O ano era 2014 quando, em meio à extinta Virada Cultural de São Paulo , passei pelo palco Rio Branco, que naquele ano se dedicava à releituras de discos clássicos. Entre plumas e bananas, numa estética bem carnavalesca, Alice Caymmi surge no palco para apresentar o disco Eu Não Tenho Onde Morar (1960), de seu avô Caymmi.
A escolha já era inusitada, já que se trata de um álbum que totaliza 30 minutos, mas os arranjos pendendo para o rock fizeram da performance uma imensidão de força e personalidade. Algumas faixas ficaram de fora enquanto outras da trajetória de Caymmi tomaram corpo, num apanhado que apresentava a obra de vida do artista num tom não contemporâneo, mas um tom de Alice.
Ainda que num lugar de representante de uma das mais importantes famílias da música brasileira, ela já mostrava ali que tinha um estilo muito próprio e desafiador. Que não cabia em caixa nenhuma de mera herdeira. A prova disso veio no mesmo ano.
Rainha dos Raios ganhou o mundo naquele 2014 e chegou para arrebatar a cena musical. Quem estava ali não era mais a Alice da dinastia Caymmi. Era sim uma artista completa, emancipada, dona de sua narrativa e muito, mas muito para frente. O disco era seu segundo gravado em estúdio, mas talvez o primeiro de uma jornada que não se apaziguou até hoje.

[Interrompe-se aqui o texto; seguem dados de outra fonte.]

//! # FrostPak
//!
//! A pure-Rust library for Battlefield: Bad Company 2 (Frostbite 1.5) file formats.
//!
//! ## Supported Formats
//!
//! - **FBRB archives** - Unpack, repack, and list resource bundles
//! - **DBX** - Binary XML documents, converted to and from indented XML
//!
//! ## Quick Start
//!
//! ### Working with FBRB Archives
//!
//! ```no_run
//! use frostpak::fbrb::FbrbOperations;
//!
//! // List contents of an archive
//! let files = FbrbOperations::list("mp_001.fbrb")?;
//! println!("Found {} files", files.len());
//!
//! // Unpack next to the archive, into "mp_001 FbRB"
//! let folder = FbrbOperations::extract("mp_001.fbrb")?;
//!
//! // Pack the folder back into "mp_001.fbrb"
//! FbrbOperations::create(&folder)?;
//! # Ok::<(), frostpak::Error>(())
//! ```
//!
//! ### Converting DBX Documents
//!
//! ```no_run
//! use frostpak::dbx::{convert_dbx_to_xml, convert_xml_to_dbx};
//!
//! convert_dbx_to_xml("soldier.dbx", "soldier.xml")?;
//! convert_xml_to_dbx("soldier.xml", "soldier.dbx")?;
//! # Ok::<(), frostpak::Error>(())
//! ```

pub mod dbx;
pub mod error;
pub mod fbrb;
pub mod utils;

// Re-exports for convenience
pub use error::{Error, Result};

/// Prelude module for common imports
pub mod prelude {
    pub use crate::error::{Error, Result};

    // FBRB operations
    pub use crate::fbrb::{
        BatchMode, BatchOptions, BatchResult, CreateOptions, ExtractOptions, FbrbEntry,
        FbrbOperations, FbrbPhase, FbrbProgress, find_archive_folders, find_fbrb_files,
        process_paths,
    };

    // DBX documents
    pub use crate::dbx::{
        ConvertMode, ConvertResult, DbxDocument, DbxElement, DbxNumbers, DbxValue,
        convert_file, convert_paths, from_xml, read_dbx, to_xml, write_dbx,
    };
}

/// Library version
pub const VERSION: &str = env!("CARGO_PKG_VERSION");
//! CLI commands for the external interpreter

use std::path::{Path, PathBuf};

use console::style;

use super::ConfigFile;
use crate::cli::progress::{SNAKE, simple_spinner};
use crate::python::{change_path, check_version, execute_script};
use crate::settings::{WINDOWED_INTERPRETER, ToolkitConfig};

/// Select the interpreter and save it to the config
pub fn set(selected: &Path, config_file: &ConfigFile) -> anyhow::Result<()> {
    let mut config = config_file.load()?;
    let Some(accepted) = change_path(&mut config, selected) else {
        anyhow::bail!(
            "{} is not {WINDOWED_INTERPRETER} and there is none next to it",
            selected.display()
        );
    };

    config_file.save(&config)?;
    println!("{SNAKE}Python path set to {}", accepted.display());
    Ok(())
}

/// Report whether the configured interpreter has the required version
pub fn check(config: &ToolkitConfig) -> anyhow::Result<()> {
    let spinner = simple_spinner("Checking Python version...");
    let ok = check_version(&config.python_path, &config.required_python_version);
    spinner.finish_and_clear();

    if ok {
        println!(
            "{SNAKE}{} {} ({})",
            style("OK").green().bold(),
            config.required_python_version,
            config.python_path.display()
        );
        Ok(())
    } else {
        anyhow::bail!(
            "{} is not {}",
            config.python_path.display(),
            config.required_python_version
        )
    }
}

/// Run any script with the configured interpreter and wait for it
pub fn run(script: &Path, args: &[PathBuf], config: &ToolkitConfig) -> anyhow::Result<()> {
    println!("{SNAKE}Running {}", script.display());
    execute_script(&config.python_path, script, args)?;
    Ok(())
}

“O que a gente tá fazendo hoje é comemorar 10 anos da independência do país Alice Caymmi” , diz. “Esse disco é tão ‘avançadão’ que visitar ele é visitar essa coisa minha futurista, de ter um olho lá na frente e outro no agora. Sou muito interessada no movimento da coisa, jogando pra frente sem parcimônia, sem julgamento”.
Se o arrebate me pegou 10 anos atrás, o que acontece hoje é uma catarse. Este 2024 fica marcado por Rainha dos raios: A fúria , a segunda parte da trilogia da destruição, como descreve a própria Alice em carta aberta sobre este novo capítulo de sua história. Uma retomada, sim, mas que concretiza a potência de uma artista que não tem limites. Não se limita por sua genética, nem pelo momento mercadológico da cena musical.
A versão deluxe — e em Fúria — celebra uma década desse álbum ainda tão atual, que não só não perdeu o vigor, mas se reinventou. “Não precisava de renovação, porque ele é super atual, mas a gente trouxe coisas que a gente tem vontade de cantar agora, como “Amor”, que fez sucesso nos anos 80 na Espanha. Mas a gente joga pra frente, joga luz sobre a canção. E o Rainha é isso, eu e o Straus entendendo o tempo de agora independente de quão pra trás a gente olhe. Boas canções atravessam o tempo”.
Olha para trás, mas também para frente, o que se prova também pela inclusão da ótima canção do Calcinha Preta , “Agora Estou Sofrendo”, numa roupagem de rock melódico, épico, mas sem perder a sofrência.
Para o show de estreia, o lugar escolhido foi o Teatro Oficina, templo das artes cênicas onde, aos 19 anos, Alice teve uma grande revelação depois de assistir o espetáculo “Bacantes” , de Zé Celso. “Nunca mais voltei a ser o mesmo corpo, a mesma existência. Eu era, a partir dali, uma artista: uma bacante. E assim serei até o dia da minha morte”.
O show é um desbunde. Algo que certamente Zé Celso aplaudiria de pé. Forte, raivoso, sem dó, ele dilacera cada faixa numa evolução constante. Despida de todas as amarras, Alice entrega a alma naqueles icônicos metros de tablado. Ela está exposta até mesmo no figurino, que se transmuta e vai da palhaça às entranhas, culminando no corpo nu.
Sobre o momento da música, ela é enfática: “Tá todo mundo doente. Só que eu sou maluca o suficiente para aparecer doente. E botar minha cara ali. E fazer as coisas na base do ódio. Só porque não queriam que eu estivesse ali. Porque eu sou assim”.
Alice pode até voltar seu olhar para trás, mas sua mente e seu corpo estarão sempre anos luz à frente de seu tempo. E que sorte viver nele para ver tudo isso bem de perto.